Sexual harassment causes difficulties not just when women who reject sexual advances are penalized, but whenever women work in an atmosphere where they fear they must either tolerate har­assment or lose their jobs. Harassment illustrates the fears – small and large – that women in our society are forced to live with because of the unequal power relationship between men and women. The Hill–Thomas case suggests that women's fear of speaking out is realistic, given the gender inequality built into the social structure.
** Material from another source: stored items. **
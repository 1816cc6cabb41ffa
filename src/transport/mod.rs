//! Transport adapters. Both listeners parse requests and hand them to the
//! [`JobService`](crate::service::JobService); the socket side also
//! delivers results and log lines back to the connection that asked.

pub mod http;
pub mod socket;

pub use socket::{SocketHub, SocketPublisher};
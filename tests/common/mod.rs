#![allow(dead_code)]

use std::path::{Path, PathBuf};
use std::sync::Arc;
use std::time::Duration;

use chainops::app::App;
use chainops::config::{ConfigManager, MapConfigManager, RuntimeConfig};
use chainops::job::{JobState, JobStatusRecord};
use chainops::plugin::{LoaderSettings, PluginLoader, PluginRegistry};
use chainops::service::JobService;
use command_plugin::message::LogLevel;
use tempfile::TempDir;

/// A scratch root on the same filesystem as the built binaries, so plugin
/// executables can be hard linked instead of copied.
pub fn scratch_root() -> TempDir {
    tempfile::Builder::new()
        .prefix("chainops-")
        .tempdir_in(env!("CARGO_TARGET_TMPDIR"))
        .unwrap()
}

/// Installs the mock plugin as `<plugins>/<dir>[/<version>]/<binary>`.
pub fn install_plugin(plugins: &Path, dir: &str, version: Option<&str>, binary: &str) -> PathBuf {
    let mut target = plugins.join(dir);
    if let Some(version) = version {
        target = target.join(version);
    }
    std::fs::create_dir_all(&target).unwrap();
    let exe = target.join(binary);
    if exe.exists() {
        return exe;
    }
    let source = Path::new(env!("CARGO_BIN_EXE_mock_plugin"));
    if std::fs::hard_link(source, &exe).is_err() {
        std::fs::copy(source, &exe).unwrap();
    }
    exe
}

/// The usual pair: a handler plugin and the `mock-backend` it calls.
pub fn install_pair(plugins: &Path, handler: &str) {
    install_plugin(plugins, handler, Some("1.0.0"), handler);
    install_plugin(plugins, "mock-backend", None, "mock-backend");
}

pub fn loader() -> Arc<PluginLoader> {
    Arc::new(PluginLoader::new(
        Arc::new(PluginRegistry::new()),
        ConfigManager(MapConfigManager::new()),
        LoaderSettings {
            describe_timeout: Duration::from_secs(2),
            on_loaded_timeout: Duration::from_secs(5),
            log_level: LogLevel::Warn,
        },
    ))
}

/// Boots a full host on ephemeral ports with hot reload off.
pub async fn boot(root: &Path, extra: &[(&str, &str)]) -> App {
    let plugins = root.join("plugins");
    let plugins = plugins.to_string_lossy().into_owned();
    let mut pairs = vec![
        ("CHAINOPS_PLUGINS_DIR", plugins.as_str()),
        ("CHAINOPS_HTTP_ADDR", "127.0.0.1:0"),
        ("CHAINOPS_WS_ADDR", "127.0.0.1:0"),
        ("CHAINOPS_WATCH_PLUGINS", "false"),
        ("CHAINOPS_WORKERS", "2"),
    ];
    pairs.extend_from_slice(extra);
    let config = ConfigManager(MapConfigManager::from_pairs(pairs));
    let runtime = RuntimeConfig::load(root, &config).await.unwrap();
    App::bootstrap(runtime, config, LogLevel::Warn).await.unwrap()
}

pub async fn wait_for_terminal(service: &JobService, id: &str) -> JobStatusRecord {
    tokio::time::timeout(Duration::from_secs(10), async {
        loop {
            if let Ok(status) = service.status(id) {
                if status.status.is_terminal() {
                    return status;
                }
            }
            tokio::time::sleep(Duration::from_millis(20)).await;
        }
    })
    .await
    .expect("job did not finish in time")
}

pub fn assert_state(status: &JobStatusRecord, state: JobState) {
    assert_eq!(status.status, state, "unexpected status: {status:#?}");
}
Sexual harassment is not as extreme a crime as rape, but the underlying prob­lems are similar. Both are products of a culture that encourages male sexual aggressiveness, and both have been dis­missed by the "powers that be" because of the comparative powerlessness of women. It is still difficult, for example, to get date rape (forced sexual inter­course with a person the victim went out with voluntarily) taken seriously as a crime. Men, who have the power through the legal system to define what constitutes rape, typically consider this sort of assault trivial or even blame the victim for having provoked it. In one famous case of date rape, the boxer Mike Tyson was convicted of raping a con­testant in the Miss Black America beauty pageant. In an echo of the Hill–Thomas case, thousands of Afri­can-American church women were star­tled to hear the head of their religious denomination say that Tyson should be given a light sentence or set free – and some other ministers backed him up. As the women noted, all the ministers were male. Even though women were a ma­jority of the church members, the men dominated the leadership of the church.